> EXERCISE AIM: Scan the records for the string "RaisingError"; copy each line where it occurs.

Stored records:
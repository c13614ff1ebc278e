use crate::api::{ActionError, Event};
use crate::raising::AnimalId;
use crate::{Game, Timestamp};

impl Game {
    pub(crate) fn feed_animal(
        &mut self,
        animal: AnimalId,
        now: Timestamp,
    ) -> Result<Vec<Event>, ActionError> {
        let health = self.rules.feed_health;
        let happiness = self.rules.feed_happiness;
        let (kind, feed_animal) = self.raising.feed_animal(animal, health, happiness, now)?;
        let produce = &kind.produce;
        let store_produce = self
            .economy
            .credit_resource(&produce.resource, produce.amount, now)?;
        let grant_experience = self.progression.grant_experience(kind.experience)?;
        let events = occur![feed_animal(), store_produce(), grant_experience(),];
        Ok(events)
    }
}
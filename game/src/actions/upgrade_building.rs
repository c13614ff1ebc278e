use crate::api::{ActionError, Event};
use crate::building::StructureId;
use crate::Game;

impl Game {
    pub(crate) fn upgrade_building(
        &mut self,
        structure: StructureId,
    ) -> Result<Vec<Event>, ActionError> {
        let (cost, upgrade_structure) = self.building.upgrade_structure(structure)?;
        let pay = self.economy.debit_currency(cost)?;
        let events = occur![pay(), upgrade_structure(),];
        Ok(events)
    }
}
==
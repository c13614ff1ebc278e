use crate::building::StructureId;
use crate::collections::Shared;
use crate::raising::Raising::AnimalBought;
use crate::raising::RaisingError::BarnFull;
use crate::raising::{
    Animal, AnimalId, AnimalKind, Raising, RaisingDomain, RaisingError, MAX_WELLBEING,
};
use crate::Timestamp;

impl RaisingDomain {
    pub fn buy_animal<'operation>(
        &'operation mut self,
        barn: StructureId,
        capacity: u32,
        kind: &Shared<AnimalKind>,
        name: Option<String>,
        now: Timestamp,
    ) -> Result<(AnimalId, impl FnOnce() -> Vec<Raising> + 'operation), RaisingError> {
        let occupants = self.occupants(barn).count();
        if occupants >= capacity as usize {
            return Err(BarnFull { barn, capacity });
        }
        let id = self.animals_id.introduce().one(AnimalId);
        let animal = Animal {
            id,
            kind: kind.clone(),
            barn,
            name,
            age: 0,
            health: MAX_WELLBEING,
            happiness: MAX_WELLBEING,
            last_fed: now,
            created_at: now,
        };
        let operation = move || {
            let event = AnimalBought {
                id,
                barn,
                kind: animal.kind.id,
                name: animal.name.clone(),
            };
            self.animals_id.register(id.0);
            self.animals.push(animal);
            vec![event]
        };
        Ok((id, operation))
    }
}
...
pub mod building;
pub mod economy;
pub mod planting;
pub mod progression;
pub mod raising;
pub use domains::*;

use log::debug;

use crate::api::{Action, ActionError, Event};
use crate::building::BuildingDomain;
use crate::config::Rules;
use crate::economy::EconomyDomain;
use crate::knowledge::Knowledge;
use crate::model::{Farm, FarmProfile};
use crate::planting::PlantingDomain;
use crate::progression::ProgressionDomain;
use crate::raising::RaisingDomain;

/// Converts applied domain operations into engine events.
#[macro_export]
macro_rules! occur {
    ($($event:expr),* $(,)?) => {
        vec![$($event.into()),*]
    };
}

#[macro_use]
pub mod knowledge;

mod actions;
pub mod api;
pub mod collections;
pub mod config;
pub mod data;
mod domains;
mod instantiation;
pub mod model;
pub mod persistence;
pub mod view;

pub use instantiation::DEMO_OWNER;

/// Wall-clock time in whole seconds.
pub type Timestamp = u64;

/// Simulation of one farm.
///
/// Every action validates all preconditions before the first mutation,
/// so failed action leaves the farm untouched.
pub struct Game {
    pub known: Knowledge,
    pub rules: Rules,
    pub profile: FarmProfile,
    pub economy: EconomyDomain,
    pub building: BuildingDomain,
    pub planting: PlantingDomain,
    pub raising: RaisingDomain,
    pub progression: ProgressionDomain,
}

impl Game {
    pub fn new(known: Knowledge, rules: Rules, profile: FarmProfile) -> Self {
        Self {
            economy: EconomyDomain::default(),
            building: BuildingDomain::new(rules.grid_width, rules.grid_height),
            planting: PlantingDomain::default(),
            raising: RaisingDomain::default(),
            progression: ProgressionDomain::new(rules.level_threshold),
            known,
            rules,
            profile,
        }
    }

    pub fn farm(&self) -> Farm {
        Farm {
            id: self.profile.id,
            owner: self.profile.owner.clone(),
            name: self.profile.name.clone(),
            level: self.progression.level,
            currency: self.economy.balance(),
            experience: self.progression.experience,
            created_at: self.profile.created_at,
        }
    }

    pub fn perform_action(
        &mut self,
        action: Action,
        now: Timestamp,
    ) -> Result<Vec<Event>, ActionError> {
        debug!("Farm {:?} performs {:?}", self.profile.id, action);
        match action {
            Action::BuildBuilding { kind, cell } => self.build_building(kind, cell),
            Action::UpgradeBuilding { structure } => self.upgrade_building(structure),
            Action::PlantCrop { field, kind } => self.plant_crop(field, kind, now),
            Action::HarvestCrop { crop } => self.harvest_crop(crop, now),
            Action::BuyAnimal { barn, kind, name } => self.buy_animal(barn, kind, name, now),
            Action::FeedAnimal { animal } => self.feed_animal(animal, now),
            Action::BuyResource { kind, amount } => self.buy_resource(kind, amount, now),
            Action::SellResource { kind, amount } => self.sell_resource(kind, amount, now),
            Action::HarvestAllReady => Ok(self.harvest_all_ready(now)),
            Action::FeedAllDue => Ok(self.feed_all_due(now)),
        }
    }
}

> TASK RESULT:
use crate::raising::RaisingError::BarnFull;
    Animal, AnimalId, AnimalKind, Raising, RaisingDomain, RaisingError, MAX_WELLBEING,
    ) -> Result<(AnimalId, impl FnOnce() -> Vec<Raising> + 'operation), RaisingError> {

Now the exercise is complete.